What the Romans Did For Us

The post-war Labour government did the following things. It created the National Health Service. It brought in welfare payments and state insurance ‘from the cradle to the grave’. It nationalized the Bank of England, the coal industry, which was then responsible for 90 per cent of Britain’s energy needs, and eventually the iron and steel industry too. It withdrew from India. It demobilized much of the vast army, air force and navy that had been accumulated during the war. It directed armament factories back to peaceful purposes and built new homes, though not nearly enough. It oversaw a rationalization and shake-up in the school system, raising the leaving age to fifteen. It kept the people fed, though, as we have seen, not excitingly fed. It started to fight Communism in Korea and to develop the atomic bomb. It did these things against the background of the worst financial crisis that could be imagined, at a time when its own civil servants were drawing up plans for starvation rationing if the money ran out, and while meeting its obligations to the malnourished people of other countries, left bereft by war or crop failure. It harangued people to work harder and consume less. In its dying months it did its best to amuse and entertain them too, with the Festival of Britain. This combines to form the most dramatic tale in our peacetime history of a State organization doing things it actually meant to.
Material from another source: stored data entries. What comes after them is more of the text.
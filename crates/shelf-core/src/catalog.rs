//! Catalog operations
//!
//! The `Catalog` wraps a [`RecordStore`] and owns the rules of the
//! collection: required fields, title uniqueness, partial updates.
//!
//! Every mutating call loads the current store, changes it in memory and
//! rewrites the whole store once. A call that fails returns before the
//! rewrite, so the store is either fully updated or untouched.
//!
//! ## Usage
//!
//! ```ignore
//! let mut catalog = Catalog::open(&config);
//!
//! catalog.add(NewRecord::new("Dune"))?;
//!
//! let unread = catalog.filter(&Filter::new().status(Status::Unread))?;
//! ```
//!
//! Concurrent invocations against the same store are not coordinated: two
//! processes doing load-modify-save at the same time means the last save
//! wins.

use std::collections::BTreeMap;
use std::fs;
use std::path::{Path, PathBuf};

use chrono::Utc;
use tracing::{debug, info, warn};

use crate::config::Config;
use crate::error::{CatalogError, CatalogResult};
use crate::models::{normalize_title, Defaults, NewRecord, Record, RecordChanges, Status};
use crate::query::{self, Filter};
use crate::storage::{archive_file, open_store, RecordStore};

/// Result of an update
#[derive(Debug, Clone, PartialEq)]
pub enum UpdateOutcome {
    /// At least one field changed and the store was rewritten
    Updated {
        record: Record,
        changed: Vec<&'static str>,
    },
    /// Nothing differed from the stored record; the store was not touched
    Unchanged(Record),
}

/// Record counts for status reporting
#[derive(Debug, Clone, Default, PartialEq)]
pub struct CatalogStats {
    pub total: usize,
    pub by_status: BTreeMap<&'static str, usize>,
}

/// The record collection and its operations
pub struct Catalog {
    store: Box<dyn RecordStore>,
    defaults: Defaults,
    archive_dir: Option<PathBuf>,
}

impl Catalog {
    /// Open the catalog described by the configuration
    pub fn open(config: &Config) -> Self {
        Self::with_store(open_store(config), config.defaults.clone())
            .with_archive_dir(config.archive_dir())
    }

    /// Build a catalog over an explicit store
    ///
    /// Archiving is unavailable until [`Catalog::with_archive_dir`] is set.
    pub fn with_store(store: Box<dyn RecordStore>, defaults: Defaults) -> Self {
        Self {
            store,
            defaults,
            archive_dir: None,
        }
    }

    /// Set the folder that archived files are copied into
    pub fn with_archive_dir(mut self, dir: impl Into<PathBuf>) -> Self {
        self.archive_dir = Some(dir.into());
        self
    }

    /// Get the backing store
    pub fn store(&self) -> &dyn RecordStore {
        self.store.as_ref()
    }

    pub fn defaults(&self) -> &Defaults {
        &self.defaults
    }

    // ==================== Mutations ====================

    /// Add a new record
    ///
    /// Fails with `Validation` for a blank title, `MissingFile` when the
    /// artifact path does not exist, and `DuplicateRecord` when another
    /// record already uses the same normalized title.
    pub fn add(&mut self, input: NewRecord) -> CatalogResult<Record> {
        self.insert(input, false)
    }

    /// Add a new record, copying its file into the category's archive folder
    ///
    /// The stored path is the copy. Fails with `Validation` when the input
    /// has no file.
    pub fn add_archived(&mut self, input: NewRecord) -> CatalogResult<Record> {
        if input.path.is_none() {
            return Err(CatalogError::missing_field("file"));
        }
        self.insert(input, true)
    }

    fn insert(&mut self, input: NewRecord, archive: bool) -> CatalogResult<Record> {
        if input.title.trim().is_empty() {
            return Err(CatalogError::missing_field("title"));
        }
        if let Some(ref path) = input.path {
            if !path.is_file() {
                return Err(CatalogError::MissingFile { path: path.clone() });
            }
        }

        let mut records = self.store.load()?;
        let key = normalize_title(&input.title);
        if let Some(existing) = records.iter().find(|r| r.key() == key) {
            return Err(CatalogError::DuplicateRecord {
                title: existing.title.clone(),
            });
        }

        let mut record = input.into_record(&self.defaults);
        let copy = match (archive, record.path.as_deref()) {
            (true, Some(path)) => Some(self.archive(path, &record.category)?),
            _ => None,
        };
        if let Some(ref copy) = copy {
            record.path = Some(copy.clone());
        }

        records.push(record.clone());
        self.save_or_discard(&records, copy.as_deref())?;

        info!("Added record '{}' ({})", record.title, record.id);
        Ok(record)
    }

    /// Update the record named `title` with the supplied field changes
    ///
    /// Only fields present in `changes` are touched. When none of them
    /// differs from the stored value the store is not rewritten.
    pub fn update(&mut self, title: &str, changes: RecordChanges) -> CatalogResult<UpdateOutcome> {
        self.modify(title, changes, false)
    }

    /// Update a record, then archive its file under its (possibly new) category
    ///
    /// A file that is already in that archive folder is not copied again.
    /// Fails with `Validation` when the record ends up without a file.
    pub fn update_archived(
        &mut self,
        title: &str,
        changes: RecordChanges,
    ) -> CatalogResult<UpdateOutcome> {
        self.modify(title, changes, true)
    }

    fn modify(
        &mut self,
        title: &str,
        changes: RecordChanges,
        archive: bool,
    ) -> CatalogResult<UpdateOutcome> {
        if let Some(ref path) = changes.path {
            if !path.is_file() {
                return Err(CatalogError::MissingFile { path: path.clone() });
            }
        }

        let mut records = self.store.load()?;
        let index = records
            .iter()
            .position(|r| r.matches_title(title))
            .ok_or_else(|| CatalogError::RecordNotFound {
                title: title.to_string(),
            })?;

        if let Some(ref new_title) = changes.title {
            let key = normalize_title(new_title);
            if key.is_empty() {
                return Err(CatalogError::missing_field("title"));
            }
            let taken = records
                .iter()
                .enumerate()
                .any(|(i, r)| i != index && r.key() == key);
            if taken {
                return Err(CatalogError::DuplicateRecord {
                    title: new_title.trim().to_string(),
                });
            }
        }

        let mut updated = records[index].clone();
        let mut changed = changes.apply_to(&mut updated);

        let mut copy = None;
        if archive {
            let Some(path) = updated.path.clone() else {
                return Err(CatalogError::missing_field("file"));
            };
            let archived = self.archive(&path, &updated.category)?;
            if archived != path {
                updated.path = Some(archived.clone());
                updated.updated_at = Utc::now();
                if !changed.contains(&"path") {
                    changed.push("path");
                }
                copy = Some(archived);
            }
        }

        let record = updated.clone();
        records[index] = updated;

        if changed.is_empty() {
            debug!("Update of '{}' changed nothing", record.title);
            return Ok(UpdateOutcome::Unchanged(record));
        }

        self.save_or_discard(&records, copy.as_deref())?;
        info!("Updated record '{}': {}", record.title, changed.join(", "));
        Ok(UpdateOutcome::Updated { record, changed })
    }

    /// Delete the first record named `title`
    pub fn delete(&mut self, title: &str) -> CatalogResult<Record> {
        let mut records = self.store.load()?;
        let index = records
            .iter()
            .position(|r| r.matches_title(title))
            .ok_or_else(|| CatalogError::RecordNotFound {
                title: title.to_string(),
            })?;

        let removed = records.remove(index);
        self.store.save(&records)?;

        info!("Deleted record '{}' ({})", removed.title, removed.id);
        Ok(removed)
    }

    /// Move every record in category `old` (ignoring case) to `new`
    ///
    /// All matching records are rewritten in one save. Returns how many
    /// records changed; when none did, the store is not touched.
    pub fn rename_category(&mut self, old: &str, new: &str) -> CatalogResult<usize> {
        let new = new.trim();
        if new.is_empty() {
            return Err(CatalogError::missing_field("category"));
        }
        self.recategorize(old, new)
    }

    /// Reassign every record in category `name` to the default category
    ///
    /// Categories only exist through their records, so this is what removes
    /// one. The default category itself cannot be deleted.
    pub fn delete_category(&mut self, name: &str) -> CatalogResult<usize> {
        let fallback = self.defaults.category.clone();
        if same_category(name, &fallback) {
            return Err(CatalogError::Validation {
                field: "category",
                message: format!("'{}' is the default category and cannot be deleted", fallback),
            });
        }
        self.recategorize(name, &fallback)
    }

    fn recategorize(&mut self, from: &str, to: &str) -> CatalogResult<usize> {
        let mut records = self.store.load()?;
        let now = Utc::now();
        let mut moved = 0;
        for record in records
            .iter_mut()
            .filter(|r| same_category(&r.category, from) && r.category != to)
        {
            record.category = to.to_string();
            record.updated_at = now;
            moved += 1;
        }

        if moved == 0 {
            debug!("No records in category '{}'", from.trim());
            return Ok(0);
        }

        self.store.save(&records)?;
        info!("Moved {} record(s) from category '{}' to '{}'", moved, from.trim(), to);
        Ok(moved)
    }

    fn archive(&self, path: &Path, category: &str) -> CatalogResult<PathBuf> {
        let Some(ref dir) = self.archive_dir else {
            return Err(CatalogError::Validation {
                field: "file",
                message: "no archive directory is configured".to_string(),
            });
        };
        Ok(archive_file(path, dir, category)?)
    }

    /// Save `records`, removing a freshly archived copy if the save fails
    fn save_or_discard(&self, records: &[Record], copy: Option<&Path>) -> CatalogResult<()> {
        if let Err(e) = self.store.save(records) {
            if let Some(copy) = copy {
                if let Err(remove) = fs::remove_file(copy) {
                    warn!("Could not remove archived copy {:?}: {}", copy, remove);
                }
            }
            return Err(e.into());
        }
        Ok(())
    }

    // ==================== Queries ====================

    /// Get every record in store order
    pub fn all(&self) -> CatalogResult<Vec<Record>> {
        Ok(self.store.load()?)
    }

    /// Find the first record whose title matches, ignoring case
    pub fn find_by_title(&self, title: &str) -> CatalogResult<Option<Record>> {
        Ok(self
            .store
            .load()?
            .into_iter()
            .find(|r| r.matches_title(title)))
    }

    /// Get the record named `title`, or `RecordNotFound`
    pub fn get(&self, title: &str) -> CatalogResult<Record> {
        self.find_by_title(title)?
            .ok_or_else(|| CatalogError::RecordNotFound {
                title: title.to_string(),
            })
    }

    /// Records matching every predicate of `filter`
    pub fn filter(&self, filter: &Filter) -> CatalogResult<Vec<Record>> {
        Ok(query::apply(self.store.load()?, filter))
    }

    /// Records whose title, author or category contains `term`
    pub fn search(&self, term: &str) -> CatalogResult<Vec<Record>> {
        Ok(query::search(self.store.load()?, term))
    }

    /// Distinct categories with their record counts, alphabetically
    pub fn categories(&self) -> CatalogResult<Vec<(String, usize)>> {
        let mut counts: BTreeMap<String, usize> = BTreeMap::new();
        for record in self.store.load()? {
            *counts.entry(record.category).or_default() += 1;
        }
        Ok(counts.into_iter().collect())
    }

    /// Total and per-status record counts
    pub fn stats(&self) -> CatalogResult<CatalogStats> {
        let records = self.store.load()?;
        let mut by_status = BTreeMap::new();
        for status in Status::ALL {
            let count = records.iter().filter(|r| r.status == status).count();
            if count > 0 {
                by_status.insert(status.as_str(), count);
            }
        }
        Ok(CatalogStats {
            total: records.len(),
            by_status,
        })
    }
}

fn same_category(a: &str, b: &str) -> bool {
    a.trim().to_lowercase() == b.trim().to_lowercase()
}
Without the war, clearly, there would have been no ‘Attlee government’ as we remember it. With the war, though, some major social reform programme became inevitable; wars shake up democracies violently, whether they win or lose. France and Italy saw a huge rise in Communist influence after the war. Britain did not. But had a post-war British government tried to shrug off the hopes for a brave new world shared by so many and encouraged by everyone from archbishops to newspaper editors, what damage would have been done to Britain’s political system? There could have been no return to the thirties. After the privately run chaos and underinvestment of pre-war Britain people from almost all parts of the political spectrum thought central planning essential. Churchill’s Tories would have done many of the things Labour did, just a little less so, and more slowly. By the time the old man returned to power again in 1951, he was promising to do more in some areas, such as housing. The historian of the Welfare State puts it like this: ‘A country which had covered large tracts of East Anglia in concrete to launch bomber fleets, and the south coast in Nissen huts to launch the largest invasion the world had ever seen, could hardly turn round to its citizenry and say it was unable to organise a national health service; that it couldn’t house its people; or that it would not invest in education.’ What was done after the war to remake Britain was not inevitable. There were lots of battles and individual decisions on the way. But some such quiet revolution, some big grab of state power, or extension of political will, was bound to have occurred.